Home Builder Lennar Stock Falls as High Mortgage Rates Hurt Results

Main points

  • Lennar blamed high borrowing costs for its weak quarterly results and outlook.
  • The company missed profit and revenue estimates and forecast lower-than-expected new orders for the quarter.
  • Lennar shares fell to their lowest level in a year.
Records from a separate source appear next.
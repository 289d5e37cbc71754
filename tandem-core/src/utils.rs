/// Maximum number of members a room admits.
pub const ROOM_CAPACITY: usize = 2;

pub const DEFAULT_STUN_ADDR: &str = "stun:stun.l.google.com:19302";

/// Path the relay serves its WebSocket endpoint on.
pub const SIGNALING_PATH: &str = "/ws";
Lennar’s stock (London) fell on Thursday, a day after the homebuilder reported lower-than-expected results and guidance as high mortgage rates constrained sales.

The company reports fourth-quarter earnings Earnings per share (EPS) 4.06 US dollars, revenue fell 9% year-on-year to 9.95 billion US dollars. Both were well below Visible Alpha’s estimates.

Lennar said the revenue decline was primarily due to a 7% drop in the number of homes delivered to 22,206 units and a 2.5% decrease in the average selling price of homes delivered to $430,000. In addition, new orders fell 3% to 16,895 units, and the value of new orders fell 1% to $7.18 billion.

‘Affordability constraints’ negatively impact performance

Co-CEO Stuart Miller explained that although Fed Lower short-term rates, housing market ‘proving more challenging’ as mortgage rates rise nearly 100% base point Miller added that while demand remained strong and the housing shortage continued to drive the market, “affordability constraints” from rising borrowing costs had negatively impacted its performance.

The company expects new orders for the quarter to be between 17,500 and 18,000, while analysts polled by Visible Alpha expected closer to 20,000. Deliveries are expected to be 17,000 to 17,500 units.

Lennar shares fell 4.5% to $139.37, their lowest level in a year.